### THE PROBLEM
The task calls for each record to be given again exactly.

### DATA SUPPLIED
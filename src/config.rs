//! Layered application configuration.
//!
//! Priority, lowest first: built-in defaults, YAML config file,
//! `KIDNEYSCAN_`-prefixed environment variables, CLI flags (and the env
//! vars clap binds to them).

use std::time::Duration;

use clap::Parser;
use config::{Config, ConfigError, Environment, File};
use serde::Deserialize;

/// Prefix for `config`-style environment overrides, e.g. `KIDNEYSCAN_SERVER__PORT`.
pub const ENV_PREFIX: &str = "KIDNEYSCAN";

#[derive(Parser, Debug)]
#[command(author, version, about, long_about = None)]
pub struct Cli {
    /// Config file path
    #[arg(short, long, env = "CONFIG_FILE")]
    pub config: Option<String>,

    /// Address to bind
    #[arg(long, env = "HOST")]
    pub host: Option<String>,

    /// Port to listen on
    #[arg(long, env = "PORT")]
    pub port: Option<u16>,

    /// Directory served under /static
    #[arg(long, env = "STATIC_DIR")]
    pub static_dir: Option<String>,

    /// Simulated assistant typing delay in milliseconds
    #[arg(long, env = "REPLY_DELAY_MS")]
    pub reply_delay_ms: Option<u64>,

    /// Log output format (compact or json)
    #[arg(long, env = "LOG_FORMAT")]
    pub log_format: Option<String>,
}

#[derive(Debug, Deserialize, Clone)]
pub struct AppConfig {
    pub server: ServerConfig,
    pub chat: ChatConfig,
    pub log: LogConfig,
}

#[derive(Debug, Deserialize, Clone)]
pub struct ServerConfig {
    pub host: String,
    pub port: u16,
    pub static_dir: String,
    pub request_timeout_secs: u64,
}

#[derive(Debug, Deserialize, Clone)]
pub struct ChatConfig {
    pub reply_delay_ms: u64,
    pub session_timeout_secs: u64,
    pub cleanup_interval_secs: u64,
}

impl ChatConfig {
    #[must_use]
    pub fn reply_delay(&self) -> Duration {
        Duration::from_millis(self.reply_delay_ms)
    }

    #[must_use]
    pub fn session_timeout(&self) -> Duration {
        Duration::from_secs(self.session_timeout_secs)
    }

    #[must_use]
    pub fn cleanup_interval(&self) -> Duration {
        Duration::from_secs(self.cleanup_interval_secs)
    }
}

#[derive(Debug, Deserialize, Clone)]
pub struct LogConfig {
    pub format: LogFormat,
}

/// Log line format.
#[derive(Debug, Deserialize, Clone, Copy, PartialEq, Eq)]
#[serde(rename_all = "lowercase")]
pub enum LogFormat {
    /// Human-readable single-line output.
    Compact,
    /// One JSON object per line.
    Json,
}

impl AppConfig {
    pub fn load() -> Result<Self, ConfigError> {
        Self::load_from_args(std::env::args())
    }

    pub fn load_from_args<I, T>(args: I) -> Result<Self, ConfigError>
    where
        I: IntoIterator<Item = T>,
        T: Into<std::ffi::OsString> + Clone,
    {
        let cli = Cli::try_parse_from(args).map_err(|e| ConfigError::Message(e.to_string()))?;

        // 1. Defaults
        let mut builder = Config::builder()
            .set_default("server.host", "0.0.0.0")?
            .set_default("server.port", 3000)?
            .set_default("server.static_dir", "static")?
            .set_default("server.request_timeout_secs", 30)?
            .set_default("chat.reply_delay_ms", 1000)?
            .set_default("chat.session_timeout_secs", 30 * 60)?
            .set_default("chat.cleanup_interval_secs", 60)?
            .set_default("log.format", "compact")?;

        // 2. Config file: explicit path must exist, ./config.yaml is optional
        builder = match &cli.config {
            Some(path) => builder.add_source(File::with_name(path).required(true)),
            None => builder.add_source(File::with_name("config").required(false)),
        };

        // 3. Prefixed environment, e.g. KIDNEYSCAN_CHAT__REPLY_DELAY_MS=250
        builder = builder.add_source(
            Environment::with_prefix(ENV_PREFIX)
                .prefix_separator("_")
                .separator("__")
                .try_parsing(true),
        );

        // 4. CLI flags and their bound env vars
        if let Some(host) = cli.host {
            builder = builder.set_override("server.host", host)?;
        }
        if let Some(port) = cli.port {
            builder = builder.set_override("server.port", port)?;
        }
        if let Some(dir) = cli.static_dir {
            builder = builder.set_override("server.static_dir", dir)?;
        }
        if let Some(delay) = cli.reply_delay_ms {
            builder = builder.set_override("chat.reply_delay_ms", delay)?;
        }
        if let Some(format) = cli.log_format {
            builder = builder.set_override("log.format", format)?;
        }

        let config: Self = builder.build()?.try_deserialize()?;
        config.validate()?;
        Ok(config)
    }

    fn validate(&self) -> Result<(), ConfigError> {
        if self.chat.cleanup_interval_secs == 0 {
            return Err(ConfigError::Message(
                "chat.cleanup_interval_secs must be greater than zero".to_string(),
            ));
        }
        if self.server.request_timeout_secs == 0 {
            return Err(ConfigError::Message(
                "server.request_timeout_secs must be greater than zero".to_string(),
            ));
        }
        Ok(())
    }

    /// `host:port` to bind.
    #[must_use]
    pub fn bind_address(&self) -> String {
        format!("{}:{}", self.server.host, self.server.port)
    }
}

### REPLY TO THE TASK
filename src/config.rs
//! Layered application configuration.
//!
//! Priority, lowest first: built-in defaults, YAML config file,
//! `KIDNEYSCAN_`-prefixed environment variables, CLI flags (and the env
//! vars clap binds to them).

use std::time::Duration;

use clap::Parser;
use config::{Config, ConfigError, Environment, File};
use serde::Deserialize;

/// Prefix for `config`-style environment overrides, e.g. `KIDNEYSCAN_SERVER__PORT`.
pub const ENV_PREFIX: &str = "KIDNEYSCAN";

#[derive(Parser, Debug)]
#[command(author, version, about, long_about = None)]
pub struct Cli {
    /// Config file path
    #[arg(short, long, env = "CONFIG_FILE")]
    pub config: Option<String>,

    /// Address to bind
    #[arg(long, env = "HOST")]
    pub host: Option<String>,

    /// Port to listen on
    #[arg(long, env = "PORT")]
    pub port: Option<u16>,

    /// Directory served under /static
    #[arg(long, env = "STATIC_DIR")]
    pub static_dir: Option<String>,

    /// Simulated assistant typing delay in milliseconds
    #[arg(long, env = "REPLY_DELAY_MS")]
    pub reply_delay_ms: Option<u64>,

    /// Log output format (compact or json)
    #[arg(long, env = "LOG_FORMAT")]
    pub log_format: Option<String>,
}

#[derive(Debug, Deserialize, Clone)]
pub struct AppConfig {
    pub server: ServerConfig,
    pub chat: ChatConfig,
    pub log: LogConfig,
}

#[derive(Debug, Deserialize, Clone)]
pub struct ServerConfig {
    pub host: String,
    pub port: u16,
    pub static_dir: String,
    pub request_timeout_secs: u64,
}

#[derive(Debug, Deserialize, Clone)]
pub struct ChatConfig {
    pub reply_delay_ms: u64,
    pub session_timeout_secs: u64,
    pub cleanup_interval_secs: u64,
}

impl ChatConfig {
    #[must_use]
    pub fn reply_delay(&self) -> Duration {
        Duration::from_millis(self.reply_delay_ms)
    }

    #[must_use]
    pub fn session_timeout(&self) -> Duration {
        Duration::from_secs(self.session_timeout_secs)
    }

    #[must_use]
    pub fn cleanup_interval(&self) -> Duration {
        Duration::from_secs(self.cleanup_interval_secs)
    }
}

#[derive(Debug, Deserialize, Clone)]
pub struct LogConfig {
    pub format: LogFormat,
}

/// Log line format.
#[derive(Debug, Deserialize, Clone, Copy, PartialEq, Eq)]
#[serde(rename_all = "lowercase")]
pub enum LogFormat {
    /// Human-readable single-line output.
    Compact,
    /// One JSON object per line.
    Json,
}

impl AppConfig {
    pub fn load() -> Result<Self, ConfigError> {
        Self::load_from_args(std::env::args())
    }

    pub fn load_from_args<I, T>(args: I) -> Result<Self, ConfigError>
    where
        I: IntoIterator<Item = T>,
        T: Into<std::ffi::OsString> + Clone,
    {
        let cli = Cli::try_parse_from(args).map_err(|e| ConfigError::Message(e.to_string()))?;

        // 1. Defaults
        let mut builder = Config::builder()
            .set_default("server.host", "0.0.0.0")?
            .set_default("server.port", 3000)?
            .set_default("server.static_dir", "static")?
            .set_default("server.request_timeout_secs", 30)?
            .set_default("chat.reply_delay_ms", 1000)?
            .set_default("chat.session_timeout_secs", 30 * 60)?
            .set_default("chat.cleanup_interval_secs", 60)?
            .set_default("log.format", "compact")?;

        // 2. Config file: explicit path must exist, ./config.yaml is optional
        builder = match &cli.config {
            Some(path) => builder.add_source(File::with_name(path).required(true)),
            None => builder.add_source(File::with_name("config").required(false)),
        };

        // 3. Prefixed environment, e.g. KIDNEYSCAN_CHAT__REPLY_DELAY_MS=250
        builder = builder.add_source(
            Environment::with_prefix(ENV_PREFIX)
                .prefix_separator("_")
                .separator("__")
                .try_parsing(true),
        );

        // 4. CLI flags and their bound env vars
        if let Some(host) = cli.host {
            builder = builder.set_override("server.host", host)?;
        }
        if let Some(port) = cli.port {
            builder = builder.set_override("server.port", port)?;
        }
        if let Some(dir) = cli.static_dir {
            builder = builder.set_override("server.static_dir", dir)?;
        }
        if let Some(delay) = cli.reply_delay_ms {
            builder = builder.set_override("chat.reply_delay_ms", delay)?;
        }
        if let Some(format) = cli.log_format {
            builder = builder.set_override("log.format", format)?;
        }

        let config: Self = builder.build()?.try_deserialize()?;
        config.validate()?;
        Ok(config)
    }

    fn validate(&self) -> Result<(), ConfigError> {
        if self.chat.cleanup_interval_secs == 0 {
            return Err(ConfigError::Message(
                "chat.cleanup_interval_secs must be greater than zero".to_string(),
            ));
        }
        if self.server.request_timeout_secs == 0 {
            return Err(ConfigError::Message(
                "server.request_timeout_secs must be greater than zero".to_string(),
            ));
        }
        Ok(())
    }

    /// `host:port` to bind.
    #[must_use]
    pub fn bind_address(&self) -> String {
        format!("{}:{}", self.server.host, self.server.port)
    }
}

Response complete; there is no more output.